» **TASK INSTRUCTIONS**
Give again, word for word, each line below starting at the one that contains "let (chart_rect, insets)" and ending at the one that contains "if let Some(insets)".

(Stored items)
+===+

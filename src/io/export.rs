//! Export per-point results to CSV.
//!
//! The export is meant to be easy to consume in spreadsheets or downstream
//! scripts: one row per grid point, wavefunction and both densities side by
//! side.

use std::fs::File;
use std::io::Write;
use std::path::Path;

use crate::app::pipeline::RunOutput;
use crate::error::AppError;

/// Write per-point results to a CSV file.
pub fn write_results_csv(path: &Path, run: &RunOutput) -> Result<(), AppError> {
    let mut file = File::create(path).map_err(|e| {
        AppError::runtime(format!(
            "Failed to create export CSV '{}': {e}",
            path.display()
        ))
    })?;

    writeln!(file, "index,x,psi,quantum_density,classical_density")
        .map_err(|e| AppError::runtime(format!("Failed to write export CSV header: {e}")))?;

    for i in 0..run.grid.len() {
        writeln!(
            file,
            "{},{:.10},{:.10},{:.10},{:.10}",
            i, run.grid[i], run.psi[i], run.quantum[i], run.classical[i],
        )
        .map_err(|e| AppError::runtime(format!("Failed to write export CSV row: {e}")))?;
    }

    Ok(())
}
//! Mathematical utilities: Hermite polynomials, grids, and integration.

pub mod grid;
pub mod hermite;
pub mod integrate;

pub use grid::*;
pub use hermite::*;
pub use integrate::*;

+===+

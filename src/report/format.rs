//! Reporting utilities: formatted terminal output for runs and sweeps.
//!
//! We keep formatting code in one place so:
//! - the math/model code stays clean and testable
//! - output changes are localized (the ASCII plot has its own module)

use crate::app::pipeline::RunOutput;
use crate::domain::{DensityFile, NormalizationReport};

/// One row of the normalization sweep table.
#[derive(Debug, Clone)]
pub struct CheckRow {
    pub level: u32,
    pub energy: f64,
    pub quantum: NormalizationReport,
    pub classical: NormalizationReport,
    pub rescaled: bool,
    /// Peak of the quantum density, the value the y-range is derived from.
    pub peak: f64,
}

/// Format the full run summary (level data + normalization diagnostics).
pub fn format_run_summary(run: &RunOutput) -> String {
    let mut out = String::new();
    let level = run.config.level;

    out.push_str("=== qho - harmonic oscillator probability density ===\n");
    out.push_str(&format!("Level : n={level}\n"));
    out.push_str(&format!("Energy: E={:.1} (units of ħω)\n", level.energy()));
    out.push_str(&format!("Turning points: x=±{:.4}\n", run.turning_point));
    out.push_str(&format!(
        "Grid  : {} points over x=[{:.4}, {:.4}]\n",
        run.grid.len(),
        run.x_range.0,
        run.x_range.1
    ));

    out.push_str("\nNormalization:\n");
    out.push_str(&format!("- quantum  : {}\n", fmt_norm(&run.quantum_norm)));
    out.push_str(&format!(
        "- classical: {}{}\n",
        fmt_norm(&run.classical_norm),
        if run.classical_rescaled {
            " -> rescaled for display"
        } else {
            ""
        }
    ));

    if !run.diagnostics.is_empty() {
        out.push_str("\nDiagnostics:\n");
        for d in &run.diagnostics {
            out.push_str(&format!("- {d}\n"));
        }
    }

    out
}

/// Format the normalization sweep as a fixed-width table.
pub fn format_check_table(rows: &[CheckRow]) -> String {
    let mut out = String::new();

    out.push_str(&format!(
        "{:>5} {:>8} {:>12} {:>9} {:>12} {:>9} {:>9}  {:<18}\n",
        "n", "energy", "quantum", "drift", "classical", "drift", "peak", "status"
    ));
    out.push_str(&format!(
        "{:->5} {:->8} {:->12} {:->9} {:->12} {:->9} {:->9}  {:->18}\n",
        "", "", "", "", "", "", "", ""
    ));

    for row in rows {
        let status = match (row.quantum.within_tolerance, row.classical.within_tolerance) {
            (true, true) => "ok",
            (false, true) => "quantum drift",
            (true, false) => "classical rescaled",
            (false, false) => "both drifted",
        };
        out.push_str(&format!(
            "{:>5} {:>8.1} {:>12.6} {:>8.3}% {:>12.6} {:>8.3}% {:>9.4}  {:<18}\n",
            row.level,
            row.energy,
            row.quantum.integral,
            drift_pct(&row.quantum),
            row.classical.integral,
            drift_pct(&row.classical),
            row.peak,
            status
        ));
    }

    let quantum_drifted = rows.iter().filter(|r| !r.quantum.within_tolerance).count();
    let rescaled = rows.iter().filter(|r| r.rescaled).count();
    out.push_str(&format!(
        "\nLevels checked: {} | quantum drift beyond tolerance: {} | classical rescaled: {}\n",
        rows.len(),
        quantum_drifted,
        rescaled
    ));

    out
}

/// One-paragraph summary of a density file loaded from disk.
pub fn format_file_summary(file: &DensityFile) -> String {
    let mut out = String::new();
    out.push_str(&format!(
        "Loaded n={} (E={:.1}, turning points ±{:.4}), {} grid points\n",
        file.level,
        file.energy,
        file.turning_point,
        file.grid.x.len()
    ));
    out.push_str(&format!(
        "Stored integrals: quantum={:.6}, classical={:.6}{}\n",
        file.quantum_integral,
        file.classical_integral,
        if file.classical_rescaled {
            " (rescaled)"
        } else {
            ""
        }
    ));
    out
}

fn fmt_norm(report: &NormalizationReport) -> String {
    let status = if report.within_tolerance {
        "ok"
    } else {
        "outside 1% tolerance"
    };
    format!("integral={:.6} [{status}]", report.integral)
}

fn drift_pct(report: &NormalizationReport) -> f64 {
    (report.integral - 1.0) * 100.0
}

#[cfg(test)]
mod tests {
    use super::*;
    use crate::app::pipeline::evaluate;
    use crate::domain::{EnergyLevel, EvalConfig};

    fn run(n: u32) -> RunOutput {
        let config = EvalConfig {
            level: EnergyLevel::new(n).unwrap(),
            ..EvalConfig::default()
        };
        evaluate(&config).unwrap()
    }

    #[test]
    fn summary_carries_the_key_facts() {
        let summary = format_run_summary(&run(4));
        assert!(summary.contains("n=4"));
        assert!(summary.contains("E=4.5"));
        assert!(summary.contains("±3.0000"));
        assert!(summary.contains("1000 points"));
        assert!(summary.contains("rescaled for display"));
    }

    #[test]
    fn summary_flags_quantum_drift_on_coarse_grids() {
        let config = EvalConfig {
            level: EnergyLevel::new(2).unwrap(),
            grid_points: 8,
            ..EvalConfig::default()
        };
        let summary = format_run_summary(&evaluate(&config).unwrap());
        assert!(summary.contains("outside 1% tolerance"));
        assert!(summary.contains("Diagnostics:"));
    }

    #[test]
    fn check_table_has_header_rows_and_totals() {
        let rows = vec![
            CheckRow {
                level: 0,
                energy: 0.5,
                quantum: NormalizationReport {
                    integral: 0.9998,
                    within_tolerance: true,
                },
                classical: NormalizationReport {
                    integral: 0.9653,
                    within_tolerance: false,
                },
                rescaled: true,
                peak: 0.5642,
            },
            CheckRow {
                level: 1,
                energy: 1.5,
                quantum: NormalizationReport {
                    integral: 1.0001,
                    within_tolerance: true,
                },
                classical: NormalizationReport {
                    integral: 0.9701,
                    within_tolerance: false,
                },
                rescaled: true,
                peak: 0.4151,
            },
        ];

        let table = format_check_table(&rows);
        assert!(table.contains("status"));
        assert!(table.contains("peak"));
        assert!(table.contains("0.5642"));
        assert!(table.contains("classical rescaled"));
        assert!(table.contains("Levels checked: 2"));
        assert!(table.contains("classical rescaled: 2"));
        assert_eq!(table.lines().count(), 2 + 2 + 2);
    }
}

+===+

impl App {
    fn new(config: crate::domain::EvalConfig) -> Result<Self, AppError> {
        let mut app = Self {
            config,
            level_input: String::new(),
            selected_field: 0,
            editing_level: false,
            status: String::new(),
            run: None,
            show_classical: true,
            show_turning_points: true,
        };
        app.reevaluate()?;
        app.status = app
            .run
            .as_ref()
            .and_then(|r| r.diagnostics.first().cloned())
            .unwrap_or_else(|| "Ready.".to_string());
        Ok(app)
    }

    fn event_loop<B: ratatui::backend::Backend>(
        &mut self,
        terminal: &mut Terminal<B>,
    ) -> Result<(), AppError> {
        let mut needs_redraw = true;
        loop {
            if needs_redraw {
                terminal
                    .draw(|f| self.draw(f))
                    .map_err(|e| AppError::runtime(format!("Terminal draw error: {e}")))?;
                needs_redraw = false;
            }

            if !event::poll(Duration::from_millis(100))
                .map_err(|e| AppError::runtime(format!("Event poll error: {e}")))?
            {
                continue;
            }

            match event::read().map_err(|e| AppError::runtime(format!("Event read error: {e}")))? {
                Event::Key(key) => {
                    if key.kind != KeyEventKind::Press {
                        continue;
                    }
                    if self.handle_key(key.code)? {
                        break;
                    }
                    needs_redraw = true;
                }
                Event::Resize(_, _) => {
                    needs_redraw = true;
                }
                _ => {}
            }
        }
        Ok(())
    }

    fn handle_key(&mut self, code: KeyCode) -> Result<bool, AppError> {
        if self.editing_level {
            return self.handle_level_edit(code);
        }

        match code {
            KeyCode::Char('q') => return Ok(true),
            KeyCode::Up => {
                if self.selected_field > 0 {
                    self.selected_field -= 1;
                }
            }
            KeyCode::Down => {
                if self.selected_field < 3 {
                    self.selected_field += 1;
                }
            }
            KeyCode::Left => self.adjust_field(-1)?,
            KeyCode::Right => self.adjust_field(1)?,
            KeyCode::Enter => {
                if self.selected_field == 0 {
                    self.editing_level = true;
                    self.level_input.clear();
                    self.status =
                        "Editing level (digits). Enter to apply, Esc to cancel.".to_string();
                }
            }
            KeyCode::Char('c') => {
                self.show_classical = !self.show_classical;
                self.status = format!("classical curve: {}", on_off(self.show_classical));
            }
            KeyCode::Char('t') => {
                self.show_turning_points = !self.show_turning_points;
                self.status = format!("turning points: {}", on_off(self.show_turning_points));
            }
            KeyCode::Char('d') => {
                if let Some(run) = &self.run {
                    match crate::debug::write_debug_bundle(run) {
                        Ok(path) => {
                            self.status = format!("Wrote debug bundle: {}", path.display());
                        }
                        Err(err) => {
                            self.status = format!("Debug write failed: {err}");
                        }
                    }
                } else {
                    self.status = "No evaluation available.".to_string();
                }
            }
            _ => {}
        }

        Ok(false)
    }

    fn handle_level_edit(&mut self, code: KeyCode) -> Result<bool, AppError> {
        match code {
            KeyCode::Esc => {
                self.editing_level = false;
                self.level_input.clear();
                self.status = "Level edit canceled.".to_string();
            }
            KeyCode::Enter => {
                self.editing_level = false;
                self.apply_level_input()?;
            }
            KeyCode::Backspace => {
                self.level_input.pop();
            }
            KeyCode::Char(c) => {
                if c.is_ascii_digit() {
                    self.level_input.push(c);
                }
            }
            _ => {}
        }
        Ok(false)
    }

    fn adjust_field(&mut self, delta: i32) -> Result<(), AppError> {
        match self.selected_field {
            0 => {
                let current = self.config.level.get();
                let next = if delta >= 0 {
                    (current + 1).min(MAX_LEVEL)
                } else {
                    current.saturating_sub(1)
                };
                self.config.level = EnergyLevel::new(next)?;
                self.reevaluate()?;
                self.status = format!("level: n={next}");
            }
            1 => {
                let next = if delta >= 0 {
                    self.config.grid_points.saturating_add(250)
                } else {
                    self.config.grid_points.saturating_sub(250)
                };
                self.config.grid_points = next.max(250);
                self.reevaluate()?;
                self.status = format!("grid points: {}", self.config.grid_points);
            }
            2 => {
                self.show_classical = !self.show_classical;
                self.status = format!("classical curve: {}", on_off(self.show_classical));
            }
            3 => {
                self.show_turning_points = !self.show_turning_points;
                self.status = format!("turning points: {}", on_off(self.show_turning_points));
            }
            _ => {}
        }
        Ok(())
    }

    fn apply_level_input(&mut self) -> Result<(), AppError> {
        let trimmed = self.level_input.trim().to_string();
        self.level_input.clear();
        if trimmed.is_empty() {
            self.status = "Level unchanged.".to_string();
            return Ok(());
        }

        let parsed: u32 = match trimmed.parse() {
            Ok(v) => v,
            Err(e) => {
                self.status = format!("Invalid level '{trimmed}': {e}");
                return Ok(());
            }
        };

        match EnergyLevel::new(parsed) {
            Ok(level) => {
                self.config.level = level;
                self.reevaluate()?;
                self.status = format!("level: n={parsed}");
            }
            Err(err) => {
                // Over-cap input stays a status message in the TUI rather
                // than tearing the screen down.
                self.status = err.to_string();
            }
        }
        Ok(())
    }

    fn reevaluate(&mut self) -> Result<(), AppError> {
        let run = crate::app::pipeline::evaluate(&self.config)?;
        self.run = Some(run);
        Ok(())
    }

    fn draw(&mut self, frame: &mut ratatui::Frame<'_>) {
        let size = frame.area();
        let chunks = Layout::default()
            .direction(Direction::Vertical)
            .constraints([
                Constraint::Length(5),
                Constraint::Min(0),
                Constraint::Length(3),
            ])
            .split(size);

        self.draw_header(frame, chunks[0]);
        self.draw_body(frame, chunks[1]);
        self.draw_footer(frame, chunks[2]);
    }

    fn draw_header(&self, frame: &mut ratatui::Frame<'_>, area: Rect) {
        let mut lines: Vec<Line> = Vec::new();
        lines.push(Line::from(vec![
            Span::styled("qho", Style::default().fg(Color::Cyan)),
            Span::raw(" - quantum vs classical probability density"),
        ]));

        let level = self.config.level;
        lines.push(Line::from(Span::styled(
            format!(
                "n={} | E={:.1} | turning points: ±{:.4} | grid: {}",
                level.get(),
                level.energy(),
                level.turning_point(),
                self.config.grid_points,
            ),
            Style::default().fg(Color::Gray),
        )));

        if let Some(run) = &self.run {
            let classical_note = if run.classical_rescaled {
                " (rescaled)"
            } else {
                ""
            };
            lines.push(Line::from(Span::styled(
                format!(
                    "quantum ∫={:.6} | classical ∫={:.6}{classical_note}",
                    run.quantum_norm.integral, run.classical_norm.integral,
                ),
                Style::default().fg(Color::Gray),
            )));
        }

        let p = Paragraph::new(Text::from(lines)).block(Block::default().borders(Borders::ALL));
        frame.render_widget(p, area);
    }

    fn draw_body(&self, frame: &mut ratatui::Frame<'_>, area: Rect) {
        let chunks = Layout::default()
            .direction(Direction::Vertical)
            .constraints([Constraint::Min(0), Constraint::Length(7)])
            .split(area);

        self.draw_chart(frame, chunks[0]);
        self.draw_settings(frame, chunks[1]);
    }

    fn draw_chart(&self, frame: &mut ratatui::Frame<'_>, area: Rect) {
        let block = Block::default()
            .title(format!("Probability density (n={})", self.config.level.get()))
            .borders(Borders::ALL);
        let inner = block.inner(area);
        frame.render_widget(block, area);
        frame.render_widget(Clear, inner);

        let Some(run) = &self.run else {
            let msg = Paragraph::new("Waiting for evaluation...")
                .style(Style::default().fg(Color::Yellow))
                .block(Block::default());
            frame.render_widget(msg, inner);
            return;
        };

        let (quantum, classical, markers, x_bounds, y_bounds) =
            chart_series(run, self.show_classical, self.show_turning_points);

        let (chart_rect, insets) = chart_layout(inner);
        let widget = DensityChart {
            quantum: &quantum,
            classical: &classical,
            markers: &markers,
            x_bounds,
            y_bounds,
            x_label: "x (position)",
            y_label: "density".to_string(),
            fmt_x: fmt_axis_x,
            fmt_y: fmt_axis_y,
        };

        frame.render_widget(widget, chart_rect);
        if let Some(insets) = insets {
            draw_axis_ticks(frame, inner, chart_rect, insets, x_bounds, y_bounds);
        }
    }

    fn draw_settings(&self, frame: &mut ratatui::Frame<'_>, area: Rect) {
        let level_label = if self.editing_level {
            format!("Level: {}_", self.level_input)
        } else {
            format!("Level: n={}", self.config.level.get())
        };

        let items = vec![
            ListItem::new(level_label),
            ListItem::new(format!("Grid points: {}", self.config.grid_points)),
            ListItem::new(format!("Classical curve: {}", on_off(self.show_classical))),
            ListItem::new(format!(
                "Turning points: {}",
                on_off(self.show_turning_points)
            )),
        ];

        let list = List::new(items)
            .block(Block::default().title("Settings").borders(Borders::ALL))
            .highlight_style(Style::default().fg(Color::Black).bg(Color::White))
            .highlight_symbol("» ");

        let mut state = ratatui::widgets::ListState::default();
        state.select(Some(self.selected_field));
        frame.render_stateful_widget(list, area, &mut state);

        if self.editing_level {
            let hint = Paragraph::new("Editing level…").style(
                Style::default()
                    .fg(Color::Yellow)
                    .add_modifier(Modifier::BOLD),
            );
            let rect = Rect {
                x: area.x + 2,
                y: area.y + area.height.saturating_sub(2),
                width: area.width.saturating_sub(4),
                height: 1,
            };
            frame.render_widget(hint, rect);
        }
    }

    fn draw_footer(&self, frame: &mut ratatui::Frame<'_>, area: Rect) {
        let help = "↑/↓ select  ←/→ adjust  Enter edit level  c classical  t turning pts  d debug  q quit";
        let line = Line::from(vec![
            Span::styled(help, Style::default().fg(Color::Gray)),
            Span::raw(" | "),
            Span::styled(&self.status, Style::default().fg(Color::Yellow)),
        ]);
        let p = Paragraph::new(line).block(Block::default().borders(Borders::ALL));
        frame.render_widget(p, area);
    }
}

+===+

» **TASK SOLUTION**
        let (chart_rect, insets) = chart_layout(inner);
        let widget = DensityChart {
            quantum: &quantum,
            classical: &classical,
            markers: &markers,
            x_bounds,
            y_bounds,
            x_label: "x (position)",
            y_label: "density".to_string(),
            fmt_x: fmt_axis_x,
            fmt_y: fmt_axis_y,
        };

        frame.render_widget(widget, chart_rect);
        if let Some(insets) = insets {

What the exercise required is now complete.